Osman s'oppose à Kurt, renvoie la constitution à une nouvelle loi, au Conseil de sécurité.

La présidente de la République du Kosovo, Vjosa Osmani, a statué, avec laquelle elle est revenue à l'Assemblée, la loi du Conseil de sécurité de la République du Kosovo, qui a été adoptée le 31 octobre 2024. Dans la décision prise par le président, que la décision a prévu “Justice Trust” au sein de l'Assemblée du Kosovo, il est dit [...]
Dans la décision prise par le Président, que la décision a fournie “Justice Trust” au sein de l'Assemblée du Kosovo, il est dit que cette loi prévoit l'abolition de la loi no 03/L-050 pour la création du Conseil de sécurité du Kosovo.
Dans son raisonnement, le Président souligne que la loi adoptée par le Parlement a supprimé toutes les dispositions de la loi préliminaire, avec lesquelles le mandat, le fonctionnement, les compétences et la composition du Conseil en cas d'état d'urgence, en faisant valoir qu'en l'absence d'une autre loi en matière de réglementation de ce domaine, le fonctionnement du Conseil de sécurité pendant l'état d'urgence reste totalement non réglementé, mettant directement en danger la sécurité nationale de notre État et créant un vide juridique dans l'arrangement du bureau de sécurité extraordinaire du Conseil.
Dans sa décision, la Présidente a également mentionné que la loi en question contredit les articles 125 (2) et 127 (3) de la Constitution de la République du Kosovo.
Selon le Président, l'absence de dispositions régissant le fonctionnement du Conseil pendant l'état d'urgence crée un vide juridique.
En tant que continuation de l'opposition à la Constitution, l'article 131 (8) de cette loi, le président met également en lumière la question de l'état de fonction du Conseil pendant l'état d'urgence, en disant que le paragraphe 8 de cet article stipule expressément que le Conseil de sécurité de la République du Kosovo sera gouverné par le président du pays, comme s'il était régi par la loi.
Le Président a rappelé au Parlement même que dans l'acte de la Cour constitutionnelle de (KO34/19), l'Assemblée est tenue de tenir compte de l'esprit de la Constitution et de la portée des institutions constitutionnelles.

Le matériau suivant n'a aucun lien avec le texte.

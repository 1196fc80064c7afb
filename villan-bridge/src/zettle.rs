//! Zettle commerce API client
//!
//! Owns the bearer token lifecycle and the purchase polling endpoint.
//! The token is refreshed lazily before each call; the refresh is
//! serialized behind a mutex so concurrent callers await a single
//! in-flight exchange instead of issuing duplicates.

use chrono::{DateTime, Duration, Utc};
use serde::Deserialize;
use thiserror::Error;
use tokio::sync::Mutex;
use tracing::{debug, info, instrument};

use crate::config::Config;

/// RFC 7523 JWT bearer grant type
const JWT_BEARER_GRANT: &str = "urn:ietf:params:oauth:grant-type:jwt-bearer";

pub const DEFAULT_AUTH_URL: &str = "https://oauth.zettle.com/token";
pub const DEFAULT_PURCHASE_URL: &str = "https://purchase.izettle.com/purchases/v2";

/// API error taxonomy
///
/// Both variants are cycle-fatal: the current poll cycle aborts and the
/// next scheduled invocation retries from scratch.
#[derive(Debug, Error)]
pub enum ApiError {
    /// Token exchange failed; no orders processed this cycle
    #[error("Token exchange failed: {0}")]
    Auth(#[source] reqwest::Error),

    /// Purchase listing failed; cycle aborts without partial processing
    #[error("Purchase fetch failed: {0}")]
    Fetch(#[source] reqwest::Error),
}

/// Result type for API operations
pub type ApiResult<T> = Result<T, ApiError>;

/// Bearer token with its expiry instant
#[derive(Debug, Clone)]
struct Token {
    value: String,
    expires_at: DateTime<Utc>,
}

impl Token {
    fn is_valid(&self, now: DateTime<Utc>) -> bool {
        now < self.expires_at
    }
}

#[derive(Debug, Deserialize)]
struct TokenResponse {
    access_token: String,
    expires_in: i64,
}

/// A purchase as returned by the listing endpoint
#[derive(Debug, Clone, Deserialize, PartialEq, Eq)]
#[serde(rename_all = "camelCase")]
pub struct Purchase {
    pub id: String,
    pub user_display_name: String,
    #[serde(default)]
    pub products: Vec<PurchaseProduct>,
}

/// A line item of a purchase
#[derive(Debug, Clone, Deserialize, PartialEq, Eq)]
#[serde(rename_all = "camelCase")]
pub struct PurchaseProduct {
    pub name: String,
    pub quantity: i64,
    pub variant_name: String,
    #[serde(default)]
    pub comment: Option<String>,
}

#[derive(Debug, Deserialize)]
struct PurchaseList {
    purchases: Vec<Purchase>,
}

/// Client for the Zettle order API
pub struct ZettleClient {
    http: reqwest::Client,
    client_id: String,
    assertion_token: String,
    auth_url: String,
    purchase_url: String,
    token: Mutex<Option<Token>>,
}

impl ZettleClient {
    /// Create a client from the bridge configuration
    pub fn new(config: &Config) -> Self {
        debug!(
            organization = %config.organization_uuid,
            auth_url = %config.auth_url,
            "Zettle client initialized"
        );

        Self {
            http: reqwest::Client::new(),
            client_id: config.client_id.clone(),
            assertion_token: config.assertion_token.clone(),
            auth_url: config.auth_url.clone(),
            purchase_url: config.purchase_url.clone(),
            token: Mutex::new(None),
        }
    }

    /// Return a valid bearer token, refreshing it first if expired
    ///
    /// The mutex is held across the refresh so concurrent callers wait
    /// for the in-flight exchange instead of starting their own.
    pub async fn ensure_valid(&self) -> ApiResult<String> {
        let mut slot = self.token.lock().await;
        let now = Utc::now();

        if let Some(token) = slot.as_ref()
            && token.is_valid(now)
        {
            return Ok(token.value.clone());
        }

        debug!("Bearer token missing or expired, refreshing");

        let response = self
            .http
            .post(&self.auth_url)
            .form(&[
                ("grant_type", JWT_BEARER_GRANT),
                ("client_id", &self.client_id),
                ("assertion", &self.assertion_token),
            ])
            .send()
            .await
            .map_err(ApiError::Auth)?
            .error_for_status()
            .map_err(ApiError::Auth)?;

        let TokenResponse {
            access_token,
            expires_in,
        } = response.json().await.map_err(ApiError::Auth)?;

        info!(expires_in, "Bearer token refreshed");

        let token = Token {
            value: access_token,
            expires_at: now + Duration::seconds(expires_in),
        };
        let value = token.value.clone();
        *slot = Some(token);

        Ok(value)
    }

    /// Fetch the most recent purchases
    ///
    /// Single paginated read; `limit` bounds the result set. Ensures a
    /// valid token before the call.
    #[instrument(skip(self))]
    pub async fn latest_purchases(&self, limit: u32, descending: bool) -> ApiResult<Vec<Purchase>> {
        let bearer = self.ensure_valid().await?;

        let response = self
            .http
            .get(&self.purchase_url)
            .query(&[
                ("limit", limit.to_string()),
                ("descending", descending.to_string()),
            ])
            .bearer_auth(bearer)
            .send()
            .await
            .map_err(ApiError::Fetch)?
            .error_for_status()
            .map_err(ApiError::Fetch)?;

        let list: PurchaseList = response.json().await.map_err(ApiError::Fetch)?;
        debug!(count = list.purchases.len(), "Fetched purchases");

        Ok(list.purchases)
    }
}

impl std::fmt::Debug for ZettleClient {
    fn fmt(&self, f: &mut std::fmt::Formatter<'_>) -> std::fmt::Result {
        f.debug_struct("ZettleClient")
            .field("auth_url", &self.auth_url)
            .field("purchase_url", &self.purchase_url)
            .finish()
    }
}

Dans sa décision, Osman a également énuméré les conséquences des lacunes juridiques de la loi pour le Conseil de sécurité, affirmant que l'adoption d'une nouvelle loi qui crée un vide juridique dans un seul domaine qui est exclusivement lié à la restriction des libertés et des droits de l'homme va à l'encontre des normes et pratiques établies par la Cour constitutionnelle.
Dans ces conditions, le Président de la République du Kosovo, Vjosa Osmani, l'a renvoyé pour examen à l'Assemblée de la République du Kosovo, loi no 08/L-287 du Conseil de sécurité de la République du Kosovo, dans le but d'inclure le chapitre qui régit le fonctionnement du Conseil de sécurité pendant l'état d'urgence.
En ce qui concerne le retour de cette loi à examiner, “Justice Trust” a envoyé des questions à l'Assemblée du Kosovo pour comprendre également les mesures prises par cette institution après l'acceptation des documents et a contacté les voix du Parlement, mais jusqu'à la publication de cette nouvelle, nous n'avons reçu aucune réponse.
Selon la Constitution du Kosovo, l'Assemblée est maintenant tenue d'examiner le projet de loi et les commentaires et recommandations du Président. L'Assemblée, avec la majorité des voix de tous les députés, décide de l'adoption de la loi renvoyée par le président de la République, et la loi pertinente est considérée comme déclarée.
Suite à la loi sur la protection des consommateurs, c'est la deuxième fois que la Présidente Osmani recourt au droit de renvoyer les lois à l'Assemblée pour examen pendant son mandat.